Exercise details - Print word for word the records from the line containing "use thiserror::Error;" through the end.

Saved entries
------------

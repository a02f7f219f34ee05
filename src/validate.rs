//! Request validators: required fields, identifier format, ownership.

use uuid::Uuid;

use crate::error::ApiError;

/// Every (name, value) pair must be present and not blank
pub fn require_fields(fields: &[(&str, Option<&str>)]) -> Result<(), ApiError> {
    let missing: Vec<String> = fields
        .iter()
        .filter(|(_, value)| value.map_or(true, |v| v.trim().is_empty()))
        .map(|(name, _)| format!("{} is required", name))
        .collect();

    if missing.is_empty() {
        Ok(())
    } else {
        Err(ApiError::validation_error("All fields are required", missing))
    }
}

/// Parse a path identifier, rejecting malformed values with the entity name
/// in the message
pub fn parse_id(raw: &str, what: &str) -> Result<Uuid, ApiError> {
    let trimmed = raw.trim();
    if trimmed.is_empty() {
        return Err(ApiError::bad_request(format!("{} ID is missing", what)));
    }
    Uuid::parse_str(trimmed)
        .map_err(|_| ApiError::bad_request(format!("Invalid {} ID", what.to_lowercase())))
}

/// Ownership gate for mutations; mismatch fails before any write
pub fn ensure_owner(actor: Uuid, owner: Uuid, action: &str) -> Result<(), ApiError> {
    if actor == owner {
        Ok(())
    } else {
        Err(ApiError::forbidden(format!("Only the owner can {}", action)))
    }
}

#[cfg(test)]
mod tests {
    use super::*;

    #[test]
    fn require_fields_lists_every_blank_field() {
        let err = require_fields(&[
            ("fullname", Some("")),
            ("email", None),
            ("username", Some("chai")),
        ])
        .unwrap_err();
        assert_eq!(err.status_code(), 400);
        assert_eq!(err.field_errors().len(), 2);
    }

    #[test]
    fn require_fields_accepts_complete_input() {
        assert!(require_fields(&[("name", Some("playlist")), ("description", Some("x"))]).is_ok());
    }

    #[test]
    fn parse_id_distinguishes_missing_from_malformed() {
        let missing = parse_id("  ", "Video").unwrap_err();
        assert_eq!(missing.message(), "Video ID is missing");

        let malformed = parse_id("not-a-uuid", "Video").unwrap_err();
        assert_eq!(malformed.message(), "Invalid video ID");

        assert!(parse_id("8c59f1d0-93ee-4c8a-9d61-3e813e42bd6f", "Video").is_ok());
    }

    #[test]
    fn ensure_owner_rejects_other_actors() {
        let owner = Uuid::new_v4();
        let other = Uuid::new_v4();
        assert!(ensure_owner(owner, owner, "edit the playlist").is_ok());
        let err = ensure_owner(other, owner, "edit the playlist").unwrap_err();
        assert_eq!(err.status_code(), 403);
    }
}
//! Account and channel endpoints for the authenticated user.

use axum::{
    extract::{Multipart, Path},
    Extension, Json,
};
use serde::Deserialize;
use serde_json::{json, Value};

use crate::api::{ApiResponse, ApiResult};
use crate::database::models::{ChannelProfile, PublicUser, VideoSummary};
use crate::database::repos::users;
use crate::database::DatabaseManager;
use crate::error::ApiError;
use crate::handlers::upload;
use crate::middleware::AuthUser;
use crate::storage;
use crate::validate;

/// GET /api/v1/users/current-user
pub async fn current_user(Extension(user): Extension<AuthUser>) -> ApiResult<Value> {
    let pool = DatabaseManager::pool().await?;
    let account = users::find_by_id(&pool, user.id)
        .await?
        .ok_or_else(|| ApiError::not_found("User not found"))?;
    Ok(ApiResponse::ok(
        json!({ "user": PublicUser::from(account) }),
        "User retrieved successfully",
    ))
}

#[derive(Debug, Deserialize)]
pub struct UpdateAccountRequest {
    pub fullname: Option<String>,
    pub email: Option<String>,
}

/// PATCH /api/v1/users/update-account
pub async fn update_account(
    Extension(user): Extension<AuthUser>,
    Json(payload): Json<UpdateAccountRequest>,
) -> ApiResult<PublicUser> {
    validate::require_fields(&[
        ("fullname", payload.fullname.as_deref()),
        ("email", payload.email.as_deref()),
    ])?;

    let pool = DatabaseManager::pool().await?;
    let updated = users::update_account(
        &pool,
        user.id,
        payload.fullname.as_deref().unwrap(),
        payload.email.as_deref().unwrap(),
    )
    .await?;

    Ok(ApiResponse::ok(PublicUser::from(updated), "Account details updated successfully"))
}

/// PATCH /api/v1/users/avatar - Replace the avatar image
pub async fn update_avatar(
    Extension(user): Extension<AuthUser>,
    multipart: Multipart,
) -> ApiResult<Value> {
    let form = upload::read_form(multipart).await?;
    let file =
        form.file("avatar").ok_or_else(|| ApiError::bad_request("Avatar file is missing"))?;

    let asset = storage::store().upload(file.path()).await?;

    let pool = DatabaseManager::pool().await?;
    let previous = users::find_by_id(&pool, user.id)
        .await?
        .ok_or_else(|| ApiError::not_found("User not found"))?;
    let updated = users::update_avatar(&pool, user.id, &asset.url, &asset.public_id).await?;

    // The replaced asset is now unreferenced
    storage::delete_best_effort(&previous.avatar_public_id).await;

    Ok(ApiResponse::ok(json!({ "avatar": updated.avatar_url }), "Avatar updated successfully"))
}

/// PATCH /api/v1/users/cover-image - Replace the cover image
pub async fn update_cover_image(
    Extension(user): Extension<AuthUser>,
    multipart: Multipart,
) -> ApiResult<Value> {
    let form = upload::read_form(multipart).await?;
    let file = form
        .file("coverImage")
        .ok_or_else(|| ApiError::bad_request("Cover image file is missing"))?;

    let asset = storage::store().upload(file.path()).await?;

    let pool = DatabaseManager::pool().await?;
    let previous = users::find_by_id(&pool, user.id)
        .await?
        .ok_or_else(|| ApiError::not_found("User not found"))?;
    let updated = users::update_cover_image(&pool, user.id, &asset.url, &asset.public_id).await?;

    if let Some(old_id) = previous.cover_image_public_id.as_deref() {
        storage::delete_best_effort(old_id).await;
    }

    Ok(ApiResponse::ok(
        json!({ "coverImage": updated.cover_image_url }),
        "Cover image updated successfully",
    ))
}

/// GET /api/v1/users/c/:username - Channel profile with subscription stats
pub async fn channel_profile(
    Extension(user): Extension<AuthUser>,
    Path(username): Path<String>,
) -> ApiResult<ChannelProfile> {
    if username.trim().is_empty() {
        return Err(ApiError::bad_request("Username is required"));
    }

    let pool = DatabaseManager::pool().await?;
    let profile = users::channel_profile(&pool, &username, user.id)
        .await?
        .ok_or_else(|| ApiError::not_found("Channel not found"))?;

    Ok(ApiResponse::ok(profile, "User channel profile retrieved successfully"))
}

/// GET /api/v1/users/history - Watch history hydrated to video summaries
pub async fn watch_history(Extension(user): Extension<AuthUser>) -> ApiResult<Vec<VideoSummary>> {
    let pool = DatabaseManager::pool().await?;
    let history = users::watch_history(&pool, user.id).await?;
    Ok(ApiResponse::ok(history, "User watch history retrieved successfully"))
}
use thiserror::Error;

#[derive(Error, Debug)]
pub enum QueryError {
    #[error("Invalid table name: {0}")]
    InvalidTableName(String),

    #[error("Invalid column name: {0}")]
    InvalidColumn(String),

    #[error("Unknown sort field: {0}")]
    UnknownSortField(String),

    #[error("Invalid limit: {0}")]
    InvalidLimit(String),

    #[error("JSON parsing error: {0}")]
    JsonError(#[from] serde_json::Error),
}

------------

Problem solution -
use thiserror::Error;

#[derive(Error, Debug)]
pub enum QueryError {
    #[error("Invalid table name: {0}")]
    InvalidTableName(String),

    #[error("Invalid column name: {0}")]
    InvalidColumn(String),

    #[error("Unknown sort field: {0}")]
    UnknownSortField(String),

    #[error("Invalid limit: {0}")]
    InvalidLimit(String),

    #[error("JSON parsing error: {0}")]
    JsonError(#[from] serde_json::Error),
}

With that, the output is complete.